The way we always teach about sickle-cell anemia isn't entirely accurate. We talk as if there is a wild-type allele and the sickle-cell allele. In fact, there are at least three alleles at this locus in many populations where there is a high frequency of sickle-cell allele. In the wild-type, $A$, allele there is a glutamic acid at position six of the $\beta$ chain of hemoglobin. In the most common sickle-cell allele, $S$, there is a valine in this position. In a rarer sickle-cell allele, $C$, there is a lysine in this position. The fitness matrix looks like this:

$$\begin{array}{cccc} & A & S & C \\ A & 0.976 & 1.138 & 1.103 \\ S & & 0.192 & 0.407 \\ C & & & 0.550 \end{array}$$

There is a stable, complete polymorphism with these allele frequencies:

$$\begin{eqnarray*} p_A &=& 0.83 \\ p_S &=& 0.07 \\ p_C &=& 0.10 \quad . \end{eqnarray*}$$

If allele $C$ were absent, $A$ and $S$ would remain in a stable polymorphism:

$$\begin{eqnarray*} p_A &=& 0.85 \\ p_S &=& 0.15 \end{eqnarray*}$$

If allele $A$ were absent, however, the population would fix on allele $C$.⁵

The existence of a stable, complete polymorphism does not imply that all subsets of alleles could exist in stable polymorphisms. Loss of one allele as a result of random chance could result in a cascading loss of diversity.⁶

If the fitness of $AS$ were 1.6 rather than 1.103, $C$ would be lost from the population, although the $A-S$ polymorphism would remain.

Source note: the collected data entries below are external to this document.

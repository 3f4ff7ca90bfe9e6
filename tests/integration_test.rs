//! Integration tests for the rules engine

mod harness;
mod scenarios;
//! File loading scenario tests
//!
//! Tests engine config, custom catalogs and scenario files on disk

use std::io::Write;

use tempfile::{NamedTempFile, TempDir};

use crate::harness::{party, TestEncounter};
use skirmish::combat::{EventKind, Position, Target};
use skirmish::{ConfigError, Encounter, EngineConfig, EngineError, Scenario};

fn write(dir: &TempDir, name: &str, contents: &str) -> std::path::PathBuf {
    let path = dir.path().join(name);
    std::fs::write(&path, contents).expect("Failed to write file");
    path
}

/// Test: A smaller board from the config file bounds movement
#[test]
fn test_config_file_board_size() {
    let mut file = NamedTempFile::new().unwrap();
    writeln!(file, "board_size = 8").unwrap();

    let config = EngineConfig::load(Some(file.path())).unwrap();
    assert_eq!(config.board_size, 8);

    let mut test = TestEncounter::with_config(config, vec![1]);
    test.add(party::fighter(6, 6));
    test.start(&[("fighter", 10)]);

    let result = test.encounter.move_combatant("fighter", Position::new(6, 9));
    assert!(matches!(result, Err(EngineError::OutOfBounds(_))));
    assert!(test
        .encounter
        .reachable_cells("fighter")
        .unwrap()
        .iter()
        .all(|c| c.x < 8 && c.y < 8));
}

/// Test: Custom JSON catalogs replace the built-in ones
#[test]
fn test_custom_catalogs() {
    let dir = TempDir::new().unwrap();
    let effects = write(
        &dir,
        "effects.json",
        r#"{
            "frozen": {"name": "Frozen", "type": "negative", "duration": "save_ends",
                       "prevents_action": true, "description": "Encased in ice."}
        }"#,
    );
    let powers = write(
        &dir,
        "powers.json",
        r#"[
            {"id": "frost_touch", "name": "Frost Touch", "class": "mage", "type": "at_will",
             "action_type": "standard", "attack_type": "melee", "range_value": 1,
             "damage_dice": "1d4", "effect": "frozen"}
        ]"#,
    );
    let mut config_file = NamedTempFile::new().unwrap();
    writeln!(
        config_file,
        "effects_catalog = {:?}\npowers_catalog = {:?}",
        effects.display().to_string(),
        powers.display().to_string()
    )
    .unwrap();

    let config = EngineConfig::load(Some(config_file.path())).unwrap();
    let mut encounter = Encounter::new("frost", config).unwrap();
    assert_eq!(encounter.effects().len(), 1);
    assert_eq!(encounter.powers().len(), 1);

    let frost = encounter.powers().get("frost_touch").unwrap().clone();
    encounter
        .add_combatant(party::goblin_named("witch", 2, 2).with_power(&frost))
        .unwrap();
    encounter.add_combatant(party::goblin(2, 3)).unwrap();
    encounter.record_initiative("witch", 20).unwrap();
    encounter.record_initiative("goblin", 1).unwrap();
    encounter.start_combat().unwrap();

    encounter
        .use_power("witch", "frost_touch", &Target::combatant("goblin"), None)
        .unwrap();
    assert!(!encounter
        .roster()
        .can_act("goblin", encounter.effects())
        .unwrap());
}

/// Test: Catalog powers must reference known effects
#[test]
fn test_catalog_mismatch() {
    let dir = TempDir::new().unwrap();
    let powers = write(
        &dir,
        "powers.json",
        r#"[{"id": "hex", "name": "Hex", "tier": "at_will", "action": "standard",
             "attack": "ranged", "range": 5, "effect": "cursed"}]"#,
    );
    let config = EngineConfig {
        powers_catalog: Some(powers),
        ..EngineConfig::default()
    };
    assert!(matches!(
        Encounter::new("hex", config),
        Err(ConfigError::Engine(EngineError::UnknownEffect(_)))
    ));
}

const SCENARIO: &str = r#"
name = "Bridge"

[[combatants]]
id = "fighter"
name = "Brann"
class = "fighter"
position = [3, 3]

[[combatants]]
id = "cleric"
name = "Mira"
class = "cleric"
position = [3, 5]

[[combatants]]
id = "ogre"
name = "Ogre"
hostile = true
hp = 40
attack = 10
speed = 4
position = [4, 4]
powers = ["cleave"]

[initiative]
fighter = 18
cleric = 12
ogre = 2

[[actions]]
kind = "power"
actor = "fighter"
power = "shield_bash"
target = "ogre"

[[actions]]
kind = "end_turn"

[[actions]]
kind = "power"
actor = "cleric"
power = "blessing_of_battle"
target = "fighter"

[[actions]]
kind = "power"
actor = "cleric"
power = "sacred_flame"
target = "ogre"

[[actions]]
kind = "end_turn"

[[actions]]
kind = "power"
actor = "ogre"
power = "cleave"
target = "fighter"

[[actions]]
kind = "end_turn"

[[actions]]
kind = "power"
actor = "fighter"
power = "shield_bash"
target = "ogre"
"#;

/// Test: A scenario file plays out end to end
#[test]
fn test_scenario_file() {
    let dir = TempDir::new().unwrap();
    let path = write(&dir, "bridge.toml", SCENARIO);

    let config = EngineConfig::default();
    let (effects, powers) = config.catalogs().unwrap();
    let scenario = Scenario::load(&path, &config, &effects, &powers).unwrap();

    let mut test = TestEncounter::with_config(config, vec![2]);
    let report = scenario.run(&mut test.encounter).unwrap();

    // Shield Bash is spent by round 2
    assert_eq!(report.rejected(), 1);
    assert!(report.steps[7].rejected.is_some());
    assert_eq!(report.state.round, 2);
    assert_eq!(report.state.current.as_deref(), Some("fighter"));

    // 2d6+4 +4, then 1d6+4 +2
    assert_eq!(test.hp("ogre"), 40 - 12 - 8);
    // 1d8+4 +5
    assert_eq!(test.hp("fighter"), 30 - 11);
    assert!(test.encounter.roster().has_effect("fighter", "blessed").unwrap());
    assert!(test.encounter.roster().has_effect("ogre", "prone").unwrap());
    assert_eq!(test.encounter.log().filter(EventKind::Damage).count(), 3);
}

/// Test: Missing scenario files are reported with their path
#[test]
fn test_missing_scenario() {
    let config = EngineConfig::default();
    let (effects, powers) = config.catalogs().unwrap();
    let result = Scenario::load(
        std::path::Path::new("/nonexistent/bridge.toml"),
        &config,
        &effects,
        &powers,
    );
    assert!(matches!(result, Err(ConfigError::Io { .. })));
}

Increasing the selection in favor of a heterozygous genotype may cause selection to eliminate one or more of the alleles not in that heterozygous genotype. This also means that if a genotype with a very high fitness in heterozygous form is introduced into a population, the resulting selection may eliminate one or more of the alleles already present.